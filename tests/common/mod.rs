#![allow(dead_code)]

use std::path::{Path, PathBuf};

use pistorm_dev::{
    BusRead, DriveDescriptor, DriveError, DriveImage, DriveTable, Host, MapTable, MappedRegion, PiNet,
    PiScsi, RangeAdjuster, Rtg,
};

pub const CHIP_RAM_TAG: &str = "chip";
pub const KICKSTART_BASE: u32 = 0x00F8_0000;
pub const KICKSTART_SIZE: u32 = 0x100;

#[derive(Default)]
pub struct FakeRtg {
    pub busy: bool,
    pub inits: usize,
    pub shutdowns: usize,
}

impl Rtg for FakeRtg {
    fn init(&mut self) {
        self.inits += 1;
    }

    fn shutdown(&mut self) {
        self.shutdowns += 1;
    }

    fn is_busy(&self) -> bool {
        self.busy
    }
}

#[derive(Default)]
pub struct FakeNet {
    pub inits: usize,
    pub shutdowns: usize,
}

impl PiNet for FakeNet {
    fn init(&mut self, _options: Option<&str>) {
        self.inits += 1;
    }

    fn shutdown(&mut self) {
        self.shutdowns += 1;
    }
}

#[derive(Default)]
pub struct FakeRanges {
    pub notifications: usize,
}

impl RangeAdjuster for FakeRanges {
    fn notify_layout_changed(&mut self) {
        self.notifications += 1;
    }
}

/// Guest memory only reachable over the bus.
#[derive(Default)]
pub struct FakeBus {
    pub memory: Vec<u8>,
    pub reads: usize,
}

impl BusRead for FakeBus {
    fn read8(&mut self, address: u32) -> u8 {
        self.reads += 1;
        self.memory.get(address as usize).copied().unwrap_or(0)
    }
}

#[derive(Debug, Clone, PartialEq, Eq)]
pub enum ScsiEvent {
    Init,
    Shutdown,
    Refresh,
    Map(u16),
    Unmap(u16),
}

/// DriveTable that records every call made to it.
#[derive(Default)]
pub struct RecordingScsi {
    pub table: DriveTable,
    pub events: Vec<ScsiEvent>,
    /// Fail every open as if the image were locked by another process.
    pub refuse_open: bool,
}

impl PiScsi for RecordingScsi {
    fn init(&mut self) {
        self.events.push(ScsiEvent::Init);
        self.table.init();
    }

    fn shutdown(&mut self) {
        self.events.push(ScsiEvent::Shutdown);
        self.table.shutdown();
    }

    fn refresh_list(&mut self) {
        self.events.push(ScsiEvent::Refresh);
        self.table.refresh_list();
    }

    fn open(&self, path: &Path) -> Result<DriveImage, DriveError> {
        if self.refuse_open {
            return Err(DriveError::Open {
                path: path.to_path_buf(),
                source: std::io::Error::new(std::io::ErrorKind::WouldBlock, "image locked"),
            });
        }
        self.table.open(path)
    }

    fn map(&mut self, image: DriveImage, index: u16) -> Result<(), DriveError> {
        self.events.push(ScsiEvent::Map(index));
        self.table.map(image, index)
    }

    fn unmap(&mut self, index: u16) {
        self.events.push(ScsiEvent::Unmap(index));
        self.table.unmap(index);
    }

    fn get(&self, index: u16) -> Option<&DriveDescriptor> {
        self.table.get(index)
    }
}

/// Every collaborator the device needs, owned in one place.
pub struct Rig {
    pub rtg: FakeRtg,
    pub net: FakeNet,
    pub scsi: RecordingScsi,
    pub regions: MapTable,
    pub bus: FakeBus,
    pub ranges: FakeRanges,
}

impl Rig {
    pub fn new() -> Self {
        let mut regions = MapTable::new();
        regions.add(MappedRegion::ram(CHIP_RAM_TAG, 0x0000_0000, 0x1000));
        regions.add(MappedRegion::rom(
            "kickstart",
            &[0x11],
            KICKSTART_BASE,
            KICKSTART_SIZE,
        ));

        Self {
            rtg: FakeRtg::default(),
            net: FakeNet::default(),
            scsi: RecordingScsi::default(),
            regions,
            bus: FakeBus {
                memory: vec![0; 0x10000],
                reads: 0,
            },
            ranges: FakeRanges::default(),
        }
    }

    pub fn host(&mut self) -> Host<'_> {
        Host {
            rtg: &mut self.rtg,
            net: &mut self.net,
            scsi: &mut self.scsi,
            regions: &mut self.regions,
            bus: &mut self.bus,
            ranges: &mut self.ranges,
        }
    }

    /// Place a NUL-terminated string in chip RAM.
    pub fn poke_string(&mut self, address: u32, s: &str) {
        let region = self.regions.get_mut(0).unwrap();
        let start = (address - region.base) as usize;
        region.data[start..start + s.len()].copy_from_slice(s.as_bytes());
        region.data[start + s.len()] = 0;
    }

    /// Place raw bytes plus a terminator in chip RAM.
    pub fn poke_bytes(&mut self, address: u32, bytes: &[u8]) {
        let region = self.regions.get_mut(0).unwrap();
        let start = (address - region.base) as usize;
        region.data[start..start + bytes.len()].copy_from_slice(bytes);
        region.data[start + bytes.len()] = 0;
    }

    /// Place a NUL-terminated string in memory only visible over the bus.
    pub fn poke_bus_string(&mut self, address: u32, s: &str) {
        let start = address as usize;
        self.bus.memory[start..start + s.len()].copy_from_slice(s.as_bytes());
        self.bus.memory[start + s.len()] = 0;
    }
}

pub fn temp_file(name: &str, contents: &[u8]) -> PathBuf {
    let path = std::env::temp_dir().join(format!(
        "pistorm-dev-test-{}-{}",
        std::process::id(),
        name
    ));
    std::fs::write(&path, contents).unwrap();
    path
}

pub fn missing_file(name: &str) -> PathBuf {
    let path = std::env::temp_dir().join(format!(
        "pistorm-dev-missing-{}-{}",
        std::process::id(),
        name
    ));
    let _ = std::fs::remove_file(&path);
    path
}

_ _ _ _ _ _ _

* _PROBLEM TO WORK ON_:
If a line in the records contains the word "terminated", copy it out.

* _OUTPUT OF THE EXERCISE_:
    /// Place a NUL-terminated string in chip RAM.
    /// Place a NUL-terminated string in memory only visible over the bus.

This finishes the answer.